- _Task brief_: The full set of entries below is to be returned unchanged.

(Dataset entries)
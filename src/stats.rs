//! Lottery statistics.
//!
//! The published tally is kept up to date as draws settle. It can always be
//! rebuilt from the activity logs, which is what happens after an import or
//! an account reset.

use crate::activity::Reward;
use crate::lottery::Settlement;
use crate::store::{StudentKey, StudentRecord};

#[derive(Clone, Copy, Debug, Default, PartialEq, Eq)]
pub struct RewardTally {
    pub grand_prize: u32,
    pub second_prize: u32,
    pub third_prize: u32,
    pub fourth_prize: u32,
}

impl RewardTally {
    pub fn record(&mut self, reward: Reward) {
        let slot = match reward {
            Reward::GrandPrize => &mut self.grand_prize,
            Reward::SecondPrize => &mut self.second_prize,
            Reward::ThirdPrize => &mut self.third_prize,
            Reward::FourthPrize => &mut self.fourth_prize,
        };
        *slot += 1;
    }

    pub fn count(&self, reward: Reward) -> u32 {
        match reward {
            Reward::GrandPrize => self.grand_prize,
            Reward::SecondPrize => self.second_prize,
            Reward::ThirdPrize => self.third_prize,
            Reward::FourthPrize => self.fourth_prize,
        }
    }

    pub fn total(&self) -> u32 {
        Reward::ALL.iter().map(|r| self.count(*r)).sum()
    }
}

#[derive(Clone, Debug, PartialEq, Eq)]
pub struct Winner {
    pub key: StudentKey,
    pub reward: Reward,
    pub timestamp: String,
}

#[derive(Clone, Debug, Default, PartialEq, Eq)]
pub struct LotteryStats {
    pub tally: RewardTally,
    /// Third prize or better, in record then log order
    pub winners: Vec<Winner>,
}

impl LotteryStats {
    /// Continue counting from an already published tally
    pub fn starting_from(tally: RewardTally) -> Self {
        Self {
            tally,
            winners: Vec::new(),
        }
    }

    pub fn record(&mut self, key: &StudentKey, reward: Reward, timestamp: &str) {
        self.tally.record(reward);
        if reward.is_third_or_better() {
            self.winners.push(Winner {
                key: key.clone(),
                reward,
                timestamp: timestamp.to_string(),
            });
        }
    }

    /// Fold in the picks of one draw. Picks without a reward are ignored.
    pub fn record_settlements<'a, I>(&mut self, settlements: I, timestamp: &str)
    where
        I: IntoIterator<Item = &'a Settlement>,
    {
        for settlement in settlements {
            if let Some(reward) = settlement.reward {
                self.record(&settlement.key, reward, timestamp);
            }
        }
    }
}

pub fn aggregate_stats<'a, I>(records: I) -> LotteryStats
where
    I: IntoIterator<Item = &'a StudentRecord>,
{
    let mut stats = LotteryStats::default();
    for record in records {
        for entry in record.log.entries() {
            if let Some(reward) = entry.reward {
                stats.record(&record.key, reward, &entry.timestamp);
            }
        }
    }
    stats
}
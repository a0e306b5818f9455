//! Class-wide pooled lottery.
//!
//! Students buy tickets into their class pool (the cost is taken at purchase).
//! A teacher then runs one draw that settles every ticket against the same
//! outcome and empties the pool.

use std::collections::BTreeMap;

use crate::activity::{ActivityEntry, ActivityKind, Clock};
use crate::coins::Coins;
use crate::error::CoinError;
use crate::lottery::{escrow_ticket, settle, DrawOutcome, NumberSet, NumberSource, Settlement, TICKET_COST};
use crate::store::{PoolStore, RecordStore, StudentKey, StudentRecord};

#[derive(Clone, Debug, PartialEq, Eq)]
pub struct Ticket {
    /// Assigned by the pool store, 0 before insertion
    pub ticket_id: u64,
    pub owner: StudentKey,
    pub numbers: NumberSet,
    pub purchased_at: String,
}

/// Idle -> Reserved. Validates everything before debiting.
pub fn purchase_ticket<S, P, C>(
    store: &mut S,
    pool: &mut P,
    clock: &C,
    key: &StudentKey,
    numbers: &[u8],
) -> Result<Ticket, CoinError>
where
    S: RecordStore,
    P: PoolStore,
    C: Clock,
{
    let pick = NumberSet::new(numbers)?;
    let mut record = store.require(key)?;

    let duplicate = pool
        .tickets(&key.class_id)?
        .iter()
        .any(|t| t.owner == *key && t.numbers == pick);
    if duplicate {
        return Err(CoinError::DuplicateTicket);
    }

    escrow_ticket(&mut record)?;
    let timestamp = clock.stamp();
    record.log.append(ActivityEntry::new(
        timestamp.clone(),
        ActivityKind::LotteryTicketPurchase,
        None,
        format!("ticket: {}, cost: {}", pick, TICKET_COST),
    ));
    store.save(std::slice::from_ref(&record))?;

    pool.add(Ticket {
        ticket_id: 0,
        owner: key.clone(),
        numbers: pick,
        purchased_at: timestamp,
    })
}

#[derive(Clone, Debug, PartialEq, Eq)]
pub struct PoolDraw {
    pub class_id: String,
    pub outcome: DrawOutcome,
    /// Class-time stamp written into the winners' logs
    pub drawn_at: String,
    /// One per ticket considered, in pool order
    pub settlements: Vec<Settlement>,
}

impl PoolDraw {
    pub fn winners(&self) -> impl Iterator<Item = &Settlement> {
        self.settlements.iter().filter(|s| s.reward.is_some())
    }
}

/// Pooled -> Drawing -> Settled -> Cleared for one class
pub fn run_pool_draw<S, P, R, C>(
    store: &mut S,
    pool: &mut P,
    source: &mut R,
    clock: &C,
    class_id: &str,
) -> Result<PoolDraw, CoinError>
where
    S: RecordStore,
    P: PoolStore,
    R: NumberSource,
    C: Clock,
{
    let tickets = pool.tickets(class_id)?;
    if tickets.is_empty() {
        return Err(CoinError::EmptyPool(class_id.to_string()));
    }

    let mut owners: BTreeMap<StudentKey, StudentRecord> = BTreeMap::new();
    for ticket in &tickets {
        if !owners.contains_key(&ticket.owner) {
            match store.find(&ticket.owner)? {
                Some(record) => {
                    owners.insert(ticket.owner.clone(), record);
                }
                None => log::warn!("[POOL] ticket:{} owner {} no longer exists", ticket.ticket_id, ticket.owner),
            }
        }
    }

    let picks: Vec<NumberSet> = tickets.iter().map(|t| t.numbers).collect();
    let outcome = DrawOutcome::draw(source, &picks);
    let timestamp = clock.stamp();

    let mut settlements = Vec::with_capacity(tickets.len());
    let mut touched: Vec<StudentKey> = Vec::new();
    for ticket in &tickets {
        let Some(record) = owners.get_mut(&ticket.owner) else {
            continue;
        };
        if outcome.reward_for(&ticket.numbers).is_none() {
            settlements.push(Settlement {
                key: ticket.owner.clone(),
                ticket_id: Some(ticket.ticket_id),
                pick: ticket.numbers,
                reward: None,
                credit: Coins::ZERO,
                balance: record.balance,
            });
            continue;
        }
        let (settlement, _) = settle(
            record,
            ticket.numbers,
            Some(ticket.ticket_id),
            &outcome,
            ActivityKind::LotteryPoolDraw,
            timestamp.clone(),
        );
        if !touched.contains(&ticket.owner) {
            touched.push(ticket.owner.clone());
        }
        settlements.push(settlement);
    }

    let winners: Vec<StudentRecord> = touched.iter().filter_map(|k| owners.get(k).cloned()).collect();
    if !winners.is_empty() {
        store.save(&winners)?;
    }
    pool.clear(class_id)?;

    Ok(PoolDraw {
        class_id: class_id.to_string(),
        outcome,
        drawn_at: timestamp,
        settlements,
    })
}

- _Answer space_:
filename src/stats.rs
//! Lottery statistics.
//!
//! The published tally is kept up to date as draws settle. It can always be
//! rebuilt from the activity logs, which is what happens after an import or
//! an account reset.

use crate::activity::Reward;
use crate::lottery::Settlement;
use crate::store::{StudentKey, StudentRecord};

#[derive(Clone, Copy, Debug, Default, PartialEq, Eq)]
pub struct RewardTally {
    pub grand_prize: u32,
    pub second_prize: u32,
    pub third_prize: u32,
    pub fourth_prize: u32,
}

impl RewardTally {
    pub fn record(&mut self, reward: Reward) {
        let slot = match reward {
            Reward::GrandPrize => &mut self.grand_prize,
            Reward::SecondPrize => &mut self.second_prize,
            Reward::ThirdPrize => &mut self.third_prize,
            Reward::FourthPrize => &mut self.fourth_prize,
        };
        *slot += 1;
    }

    pub fn count(&self, reward: Reward) -> u32 {
        match reward {
            Reward::GrandPrize => self.grand_prize,
            Reward::SecondPrize => self.second_prize,
            Reward::ThirdPrize => self.third_prize,
            Reward::FourthPrize => self.fourth_prize,
        }
    }

    pub fn total(&self) -> u32 {
        Reward::ALL.iter().map(|r| self.count(*r)).sum()
    }
}

#[derive(Clone, Debug, PartialEq, Eq)]
pub struct Winner {
    pub key: StudentKey,
    pub reward: Reward,
    pub timestamp: String,
}

#[derive(Clone, Debug, Default, PartialEq, Eq)]
pub struct LotteryStats {
    pub tally: RewardTally,
    /// Third prize or better, in record then log order
    pub winners: Vec<Winner>,
}

impl LotteryStats {
    /// Continue counting from an already published tally
    pub fn starting_from(tally: RewardTally) -> Self {
        Self {
            tally,
            winners: Vec::new(),
        }
    }

    pub fn record(&mut self, key: &StudentKey, reward: Reward, timestamp: &str) {
        self.tally.record(reward);
        if reward.is_third_or_better() {
            self.winners.push(Winner {
                key: key.clone(),
                reward,
                timestamp: timestamp.to_string(),
            });
        }
    }

    /// Fold in the picks of one draw. Picks without a reward are ignored.
    pub fn record_settlements<'a, I>(&mut self, settlements: I, timestamp: &str)
    where
        I: IntoIterator<Item = &'a Settlement>,
    {
        for settlement in settlements {
            if let Some(reward) = settlement.reward {
                self.record(&settlement.key, reward, timestamp);
            }
        }
    }
}

pub fn aggregate_stats<'a, I>(records: I) -> LotteryStats
where
    I: IntoIterator<Item = &'a StudentRecord>,
{
    let mut stats = LotteryStats::default();
    for record in records {
        for entry in record.log.entries() {
            if let Some(reward) = entry.reward {
                stats.record(&record.key, reward, &entry.timestamp);
            }
        }
    }
    stats
}
repository a0e306b5818f9455
//! Class-wide pooled lottery.
//!
//! Students buy tickets into their class pool (the cost is taken at purchase).
//! A teacher then runs one draw that settles every ticket against the same
//! outcome and empties the pool.

use std::collections::BTreeMap;

use crate::activity::{ActivityEntry, ActivityKind, Clock};
use crate::coins::Coins;
use crate::error::CoinError;
use crate::lottery::{escrow_ticket, settle, DrawOutcome, NumberSet, NumberSource, Settlement, TICKET_COST};
use crate::store::{PoolStore, RecordStore, StudentKey, StudentRecord};

#[derive(Clone, Debug, PartialEq, Eq)]
pub struct Ticket {
    /// Assigned by the pool store, 0 before insertion
    pub ticket_id: u64,
    pub owner: StudentKey,
    pub numbers: NumberSet,
    pub purchased_at: String,
}

/// Idle -> Reserved. Validates everything before debiting.
pub fn purchase_ticket<S, P, C>(
    store: &mut S,
    pool: &mut P,
    clock: &C,
    key: &StudentKey,
    numbers: &[u8],
) -> Result<Ticket, CoinError>
where
    S: RecordStore,
    P: PoolStore,
    C: Clock,
{
    let pick = NumberSet::new(numbers)?;
    let mut record = store.require(key)?;

    let duplicate = pool
        .tickets(&key.class_id)?
        .iter()
        .any(|t| t.owner == *key && t.numbers == pick);
    if duplicate {
        return Err(CoinError::DuplicateTicket);
    }

    escrow_ticket(&mut record)?;
    let timestamp = clock.stamp();
    record.log.append(ActivityEntry::new(
        timestamp.clone(),
        ActivityKind::LotteryTicketPurchase,
        None,
        format!("ticket: {}, cost: {}", pick, TICKET_COST),
    ));
    store.save(std::slice::from_ref(&record))?;

    pool.add(Ticket {
        ticket_id: 0,
        owner: key.clone(),
        numbers: pick,
        purchased_at: timestamp,
    })
}

#[derive(Clone, Debug, PartialEq, Eq)]
pub struct PoolDraw {
    pub class_id: String,
    pub outcome: DrawOutcome,
    /// Class-time stamp written into the winners' logs
    pub drawn_at: String,
    /// One per ticket considered, in pool order
    pub settlements: Vec<Settlement>,
}

impl PoolDraw {
    pub fn winners(&self) -> impl Iterator<Item = &Settlement> {
        self.settlements.iter().filter(|s| s.reward.is_some())
    }
}

/// Pooled -> Drawing -> Settled -> Cleared for one class
pub fn run_pool_draw<S, P, R, C>(
    store: &mut S,
    pool: &mut P,
    source: &mut R,
    clock: &C,
    class_id: &str,
) -> Result<PoolDraw, CoinError>
where
    S: RecordStore,
    P: PoolStore,
    R: NumberSource,
    C: Clock,
{
    let tickets = pool.tickets(class_id)?;
    if tickets.is_empty() {
        return Err(CoinError::EmptyPool(class_id.to_string()));
    }

    let mut owners: BTreeMap<StudentKey, StudentRecord> = BTreeMap::new();
    for ticket in &tickets {
        if !owners.contains_key(&ticket.owner) {
            match store.find(&ticket.owner)? {
                Some(record) => {
                    owners.insert(ticket.owner.clone(), record);
                }
                None => log::warn!("[POOL] ticket:{} owner {} no longer exists", ticket.ticket_id, ticket.owner),
            }
        }
    }

    let picks: Vec<NumberSet> = tickets.iter().map(|t| t.numbers).collect();
    let outcome = DrawOutcome::draw(source, &picks);
    let timestamp = clock.stamp();

    let mut settlements = Vec::with_capacity(tickets.len());
    let mut touched: Vec<StudentKey> = Vec::new();
    for ticket in &tickets {
        let Some(record) = owners.get_mut(&ticket.owner) else {
            continue;
        };
        if outcome.reward_for(&ticket.numbers).is_none() {
            settlements.push(Settlement {
                key: ticket.owner.clone(),
                ticket_id: Some(ticket.ticket_id),
                pick: ticket.numbers,
                reward: None,
                credit: Coins::ZERO,
                balance: record.balance,
            });
            continue;
        }
        let (settlement, _) = settle(
            record,
            ticket.numbers,
            Some(ticket.ticket_id),
            &outcome,
            ActivityKind::LotteryPoolDraw,
            timestamp.clone(),
        );
        if !touched.contains(&ticket.owner) {
            touched.push(ticket.owner.clone());
        }
        settlements.push(settlement);
    }

    let winners: Vec<StudentRecord> = touched.iter().filter_map(|k| owners.get(k).cloned()).collect();
    if !winners.is_empty() {
        store.save(&winners)?;
    }
    pool.clear(class_id)?;

    Ok(PoolDraw {
        class_id: class_id.to_string(),
        outcome,
        drawn_at: timestamp,
        settlements,
    })
}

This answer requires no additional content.